- Born: Alvin Francis Caserta, Jr. November 23, 1927 New Orleans, Louisiana, US
- Died: August 20, 2009 (aged 81) New Orleans, Louisiana, US
- Occupations: Actor, Theatre critic

= Al Shea =

American critic and actor (1927–2009)

Al Shea (né Alvin Francis Caserta, Jr; November 23, 1927 in New Orleans – August 20, 2009 in New Orleans) was an actor and theatre critic particularly well known in New Orleans.

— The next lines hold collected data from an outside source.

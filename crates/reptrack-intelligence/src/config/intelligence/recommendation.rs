// ABOUTME: Recommendation engine configuration for next-workout suggestions
// ABOUTME: Controls how many similar workouts are returned per query
//
// SPDX-License-Identifier: MIT OR Apache-2.0
// Copyright (c) 2025 Pierre Fitness Intelligence

use super::env_parse;
use super::error::ConfigError;
use reptrack_core::constants::recommendation;
use serde::{Deserialize, Serialize};

/// Recommendation configuration
#[derive(Debug, Clone, PartialEq, Eq, Serialize, Deserialize)]
pub struct RecommendationConfig {
    /// Maximum suggestions per query
    pub top_k: usize,
}

impl Default for RecommendationConfig {
    fn default() -> Self {
        Self {
            top_k: recommendation::TOP_K,
        }
    }
}

impl RecommendationConfig {
    /// Load from `REPTRACK_RECOMMENDATION_TOP_K`
    ///
    /// # Errors
    ///
    /// Returns `Parse` when the variable is set but not an integer
    pub fn from_env() -> Result<Self, ConfigError> {
        Ok(Self {
            top_k: env_parse("REPTRACK_RECOMMENDATION_TOP_K", recommendation::TOP_K)?,
        })
    }

    /// Validate ranges
    ///
    /// # Errors
    ///
    /// Returns `ValueOutOfRange` when `top_k` is zero
    pub fn validate(&self) -> Result<(), ConfigError> {
        if self.top_k == 0 {
            return Err(ConfigError::ValueOutOfRange("top_k must be at least 1"));
        }
        Ok(())
    }
}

He spent his early childhood in Paducah, Kentucky, where his father obtained employment. While still a boy, his parents divorced. His father remained in Kentucky, where he remarried. His mother returned with her son to her family in New Orleans. Al's name was then officially changed to Alvin John Shea, Shea being his mother's maiden name. At the age of ten, Shea was heard on WWL radio as Jackey, in the serial, "The Life of Peggy Hill." His stage debut was as Tip in The Land of Oz, in 1941, at Le Petit Théâtre du Vieux Carré.

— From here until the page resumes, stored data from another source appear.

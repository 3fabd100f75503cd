// ABOUTME: Hysteresis repetition counter turning an angle stream into repetition events
// ABOUTME: Two-threshold Schmitt trigger per exercise and limb with a completion latch
//
// SPDX-License-Identifier: MIT OR Apache-2.0
// Copyright (c) 2025 Pierre Fitness Intelligence

//! # Repetition Counter
//!
//! Each limb of the active exercise owns one [`RepCounter`]. The counter moves
//! through `Unknown → Down ⇄ Up`:
//!
//! - angle above `max`: clear the latch if the stage is `Up`, then stage becomes `Down`
//! - angle below `min`: if the stage is `Down` and the latch is clear, stage becomes
//!   `Up`, a [`RepEvent`] is emitted and the latch is set
//! - angles inside `[min, max]` never transition
//!
//! Jitter near a single threshold therefore never produces extra repetitions.

use crate::config::intelligence::ExerciseThresholds;
use reptrack_core::models::{ExerciseKind, Side};
use serde::{Deserialize, Serialize};
use std::collections::HashMap;

/// Current phase of a counter
#[derive(Debug, Clone, Copy, PartialEq, Eq, Default, Serialize, Deserialize)]
#[serde(rename_all = "snake_case")]
pub enum RepStage {
    /// No threshold crossed yet
    #[default]
    Unknown,
    /// Limb extended past the upper threshold
    Down,
    /// Limb flexed past the lower threshold
    Up,
}

/// A completed extension → flexion cycle
#[derive(Debug, Clone, Copy, PartialEq, Serialize, Deserialize)]
pub struct RepEvent {
    /// Limb that completed the repetition
    pub side: Side,
    /// 1-based repetition number for this limb
    pub rep_number: u32,
    /// Angle of the sample that completed the repetition
    pub angle: f64,
    /// Milliseconds since the previous event (or since the counter's first sample)
    pub duration_ms: u64,
    /// Frame timestamp of the completing sample
    pub timestamp_ms: u64,
}

/// Hysteresis counter for one limb
#[derive(Debug, Clone, PartialEq)]
pub struct RepCounter {
    side: Side,
    thresholds: ExerciseThresholds,
    stage: RepStage,
    latched: bool,
    count: u32,
    first_sample_ms: Option<u64>,
    last_event_ms: Option<u64>,
}

impl RepCounter {
    /// Fresh counter in the `Unknown` stage with the latch clear
    #[must_use]
    pub const fn new(side: Side, thresholds: ExerciseThresholds) -> Self {
        Self {
            side,
            thresholds,
            stage: RepStage::Unknown,
            latched: false,
            count: 0,
            first_sample_ms: None,
            last_event_ms: None,
        }
    }

    /// Feed one angle sample, returning an event when a repetition completes
    pub fn update(&mut self, angle: f64, timestamp_ms: u64) -> Option<RepEvent> {
        self.first_sample_ms.get_or_insert(timestamp_ms);

        if angle > self.thresholds.max_angle {
            if self.stage == RepStage::Up && self.latched {
                self.latched = false;
            }
            self.stage = RepStage::Down;
            return None;
        }

        if angle < self.thresholds.min_angle && self.stage == RepStage::Down && !self.latched {
            self.stage = RepStage::Up;
            self.latched = true;
            self.count += 1;

            let since = self.last_event_ms.or(self.first_sample_ms).unwrap_or(timestamp_ms);
            self.last_event_ms = Some(timestamp_ms);
            return Some(RepEvent {
                side: self.side,
                rep_number: self.count,
                angle,
                duration_ms: timestamp_ms.saturating_sub(since),
                timestamp_ms,
            });
        }

        None
    }

    /// Return to the initial state, forgetting the count
    pub fn clear(&mut self) {
        *self = Self::new(self.side, self.thresholds);
    }

    /// Current stage
    #[must_use]
    pub const fn stage(&self) -> RepStage {
        self.stage
    }

    /// Whether the completion latch is set
    #[must_use]
    pub const fn is_latched(&self) -> bool {
        self.latched
    }

    /// Repetitions counted so far
    #[must_use]
    pub const fn count(&self) -> u32 {
        self.count
    }

    /// Band this counter uses
    #[must_use]
    pub const fn thresholds(&self) -> ExerciseThresholds {
        self.thresholds
    }
}

/// Counters keyed by exercise and limb, constructed on first use
#[derive(Debug, Default)]
pub struct RepCounterBank {
    counters: HashMap<(ExerciseKind, Side), RepCounter>,
}

impl RepCounterBank {
    /// Empty bank
    #[must_use]
    pub fn new() -> Self {
        Self::default()
    }

    /// Counter for a limb, created with `thresholds` if absent
    pub fn counter_mut(
        &mut self,
        kind: ExerciseKind,
        side: Side,
        thresholds: ExerciseThresholds,
    ) -> &mut RepCounter {
        self.counters
            .entry((kind, side))
            .or_insert_with(|| RepCounter::new(side, thresholds))
    }

    /// Counter for a limb if it has seen any sample
    #[must_use]
    pub fn get(&self, kind: ExerciseKind, side: Side) -> Option<&RepCounter> {
        self.counters.get(&(kind, side))
    }

    /// Repetitions counted for an exercise across all limbs
    #[must_use]
    pub fn total_reps(&self, kind: ExerciseKind) -> u32 {
        self.counters
            .iter()
            .filter(|((k, _), _)| *k == kind)
            .map(|(_, counter)| counter.count())
            .sum()
    }

    /// Drop every counter
    pub fn clear(&mut self) {
        self.counters.clear();
    }
}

Shea served in the United States Navy, and matriculated at Tulane University. In 1955, he joined the staff of WDSU-TV, replacing Ed Nelson on "Tip-Top Space Ship," as Sparky. He then had success as Deputy Oops in "Adventures in Fun," in 1960. A bigger success followed when he was the voice of Pete the Penguin, to the Christmas marionette, Mr. Bingle. At WDSU, he was also Producer of the "Second Cup" show, with Bob & Jan Carr. He was also entertainment critic on the popular program, "Midday" (1963–73), with Terry Flettrich, where he interviewed many stars of the theatre and cinema. Throughout his career, Shea wrote on various facets of the Fine Arts and of entertainment, for varying media, and was often heard on radio, as well.

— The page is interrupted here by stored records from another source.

// ABOUTME: Collaborative-filtering recommender ranking past workouts by rating-vector similarity
// ABOUTME: Cosine similarity against the most recently rated workout, top-k in stable order
//
// SPDX-License-Identifier: MIT OR Apache-2.0
// Copyright (c) 2025 Pierre Fitness Intelligence

//! # Recommender
//!
//! Ratings are grouped per workout, in the order each workout first appears,
//! into rating vectors. The workout of the last rating is the reference; every
//! other workout is scored by cosine similarity to it and the best `k` are
//! returned. Equal similarities keep first-appearance order.

use rayon::prelude::*;
use reptrack_core::constants::recommendation::MIN_RATINGS;
use reptrack_core::models::Rating;
use serde::{Deserialize, Serialize};
use std::collections::HashMap;

/// One ranked suggestion
#[derive(Debug, Clone, PartialEq, Serialize, Deserialize)]
pub struct Recommendation {
    /// Suggested workout
    pub workout_id: String,
    /// Cosine similarity to the reference workout
    pub similarity: f64,
}

/// Cosine similarity of two rating vectors
///
/// The dot product runs over the common prefix while each magnitude uses the
/// whole vector. Returns 0 when either magnitude is 0.
#[must_use]
pub fn cosine_similarity(a: &[f64], b: &[f64]) -> f64 {
    let dot: f64 = a.iter().zip(b).map(|(x, y)| x * y).sum();
    let magnitude_a = a.iter().map(|x| x * x).sum::<f64>().sqrt();
    let magnitude_b = b.iter().map(|x| x * x).sum::<f64>().sqrt();
    if magnitude_a == 0.0 || magnitude_b == 0.0 {
        0.0
    } else {
        dot / (magnitude_a * magnitude_b)
    }
}

/// Group ratings into per-workout vectors, keeping first-appearance order
#[must_use]
pub fn rating_vectors(ratings: &[Rating]) -> Vec<(String, Vec<f64>)> {
    let mut positions: HashMap<&str, usize> = HashMap::new();
    let mut vectors: Vec<(String, Vec<f64>)> = Vec::new();
    for rating in ratings {
        let index = *positions.entry(rating.workout_id.as_str()).or_insert_with(|| {
            vectors.push((rating.workout_id.clone(), Vec::new()));
            vectors.len() - 1
        });
        vectors[index].1.push(f64::from(rating.value));
    }
    vectors
}

/// Up to `k` workouts most similar to the most recently rated one
///
/// Returns an empty list for fewer than two ratings.
#[must_use]
pub fn recommend(ratings: &[Rating], k: usize) -> Vec<Recommendation> {
    if ratings.len() < MIN_RATINGS {
        return Vec::new();
    }
    let Some(latest) = ratings.last() else {
        return Vec::new();
    };

    let vectors = rating_vectors(ratings);
    let Some((_, reference)) = vectors.iter().find(|(id, _)| *id == latest.workout_id) else {
        return Vec::new();
    };

    let mut ranked: Vec<Recommendation> = vectors
        .par_iter()
        .filter(|(id, _)| *id != latest.workout_id)
        .map(|(id, vector)| Recommendation {
            workout_id: id.clone(),
            similarity: cosine_similarity(reference, vector),
        })
        .collect();

    // Stable sort keeps first-appearance order among equal similarities
    ranked.sort_by(|a, b| b.similarity.total_cmp(&a.similarity));
    ranked.truncate(k);
    ranked
}

/// Workout identifiers of [`recommend`]
#[must_use]
pub fn recommend_ids(ratings: &[Rating], k: usize) -> Vec<String> {
    recommend(ratings, k)
        .into_iter()
        .map(|r| r.workout_id)
        .collect()
}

As an actor, Shea was seen in New Orleans in Our Town, The Boy Friend, The Merchant of Yonkers, Night Must Fall, Bye Bye Birdie, Mister Roberts, and All the King's Men. He also directed local productions of Lo and Behold! and Life with Father. His final stage appearance was in 1998, in Puss in Boots. He can be seen in the documentaries "New Orleans That Was" and "New Orleans TV: The Golden Age."

Shea wrote on theatre for several years for Gambit (until 1995), and, for twenty-three years, was theatre critic on WYES's "Steppin' Out." His final appearance on the program was only two months before his death, from cancer, at the age of eighty-one.

His marriage to the actress Janet Shea (née Bagnetto) ended in divorce; they had two sons and a daughter. Al Shea's funeral Mass took place in St. Louis Cathedral.